Work required:
Go through the listing below and reproduce it word for word.

+--

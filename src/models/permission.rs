//! Identities, roles and per-space grants.

use serde::{Deserialize, Serialize};
use std::{fmt, str::FromStr};

/// Access level on a space. Ordered: a higher level implies every lower one.
#[derive(Serialize, Deserialize, Clone, Copy, Debug, PartialEq, Eq, PartialOrd, Ord, Hash)]
#[serde(rename_all = "lowercase")]
pub enum Permission {
    Read,
    Write,
    Manage,
}

impl Permission {
    pub fn as_str(&self) -> &'static str {
        match self {
            Permission::Read => "read",
            Permission::Write => "write",
            Permission::Manage => "manage",
        }
    }

    /// True when holding `self` is enough for an operation that requires `required`.
    pub fn satisfies(self, required: Permission) -> bool {
        self >= required
    }
}

impl fmt::Display for Permission {
    fn fmt(&self, f: &mut fmt::Formatter<'_>) -> fmt::Result {
        f.write_str(self.as_str())
    }
}

impl FromStr for Permission {
    type Err = String;

    fn from_str(s: &str) -> Result<Self, Self::Err> {
        match s.to_ascii_lowercase().as_str() {
            "read" => Ok(Permission::Read),
            "write" => Ok(Permission::Write),
            "manage" => Ok(Permission::Manage),
            other => Err(format!("unknown permission `{}`", other)),
        }
    }
}

/// Global role of an account.
#[derive(Serialize, Deserialize, Clone, Copy, Debug, PartialEq, Eq)]
#[serde(rename_all = "lowercase")]
pub enum Role {
    /// Bypasses every space-level check.
    Admin,
    User,
}

impl Role {
    pub fn as_str(&self) -> &'static str {
        match self {
            Role::Admin => "admin",
            Role::User => "user",
        }
    }
}

impl FromStr for Role {
    type Err = String;

    fn from_str(s: &str) -> Result<Self, Self::Err> {
        match s.to_ascii_lowercase().as_str() {
            "admin" => Ok(Role::Admin),
            "user" => Ok(Role::User),
            other => Err(format!("unknown role `{}`", other)),
        }
    }
}

/// An authenticated caller, as resolved by a protocol adapter.
#[derive(Clone, Debug, PartialEq, Eq)]
pub struct Identity {
    pub username: String,
    pub role: Role,
}

impl Identity {
    pub fn new(username: impl Into<String>, role: Role) -> Self {
        Self {
            username: username.into(),
            role,
        }
    }

    pub fn is_admin(&self) -> bool {
        self.role == Role::Admin
    }
}

impl fmt::Display for Identity {
    fn fmt(&self, f: &mut fmt::Formatter<'_>) -> fmt::Result {
        f.write_str(&self.username)
    }
}

/// An explicit `(space, permission)` grant held by a non-admin account.
#[derive(Serialize, Deserialize, Clone, Copy, Debug, PartialEq, Eq)]
#[serde(rename_all = "camelCase")]
pub struct Grant {
    pub space_id: i64,
    pub permission: Permission,
}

+--

Exercise output:
filename src/models/permission.rs
//! Identities, roles and per-space grants.

use serde::{Deserialize, Serialize};
use std::{fmt, str::FromStr};

/// Access level on a space. Ordered: a higher level implies every lower one.
#[derive(Serialize, Deserialize, Clone, Copy, Debug, PartialEq, Eq, PartialOrd, Ord, Hash)]
#[serde(rename_all = "lowercase")]
pub enum Permission {
    Read,
    Write,
    Manage,
}

impl Permission {
    pub fn as_str(&self) -> &'static str {
        match self {
            Permission::Read => "read",
            Permission::Write => "write",
            Permission::Manage => "manage",
        }
    }

    /// True when holding `self` is enough for an operation that requires `required`.
    pub fn satisfies(self, required: Permission) -> bool {
        self >= required
    }
}

impl fmt::Display for Permission {
    fn fmt(&self, f: &mut fmt::Formatter<'_>) -> fmt::Result {
        f.write_str(self.as_str())
    }
}

impl FromStr for Permission {
    type Err = String;

    fn from_str(s: &str) -> Result<Self, Self::Err> {
        match s.to_ascii_lowercase().as_str() {
            "read" => Ok(Permission::Read),
            "write" => Ok(Permission::Write),
            "manage" => Ok(Permission::Manage),
            other => Err(format!("unknown permission `{}`", other)),
        }
    }
}

/// Global role of an account.
#[derive(Serialize, Deserialize, Clone, Copy, Debug, PartialEq, Eq)]
#[serde(rename_all = "lowercase")]
pub enum Role {
    /// Bypasses every space-level check.
    Admin,
    User,
}

impl Role {
    pub fn as_str(&self) -> &'static str {
        match self {
            Role::Admin => "admin",
            Role::User => "user",
        }
    }
}

impl FromStr for Role {
    type Err = String;

    fn from_str(s: &str) -> Result<Self, Self::Err> {
        match s.to_ascii_lowercase().as_str() {
            "admin" => Ok(Role::Admin),
            "user" => Ok(Role::User),
            other => Err(format!("unknown role `{}`", other)),
        }
    }
}

/// An authenticated caller, as resolved by a protocol adapter.
#[derive(Clone, Debug, PartialEq, Eq)]
pub struct Identity {
    pub username: String,
    pub role: Role,
}

impl Identity {
    pub fn new(username: impl Into<String>, role: Role) -> Self {
        Self {
            username: username.into(),
            role,
        }
    }

    pub fn is_admin(&self) -> bool {
        self.role == Role::Admin
    }
}

impl fmt::Display for Identity {
    fn fmt(&self, f: &mut fmt::Formatter<'_>) -> fmt::Result {
        f.write_str(&self.username)
    }
}

/// An explicit `(space, permission)` grant held by a non-admin account.
#[derive(Serialize, Deserialize, Clone, Copy, Debug, PartialEq, Eq)]
#[serde(rename_all = "camelCase")]
pub struct Grant {
    pub space_id: i64,
    pub permission: Permission,
}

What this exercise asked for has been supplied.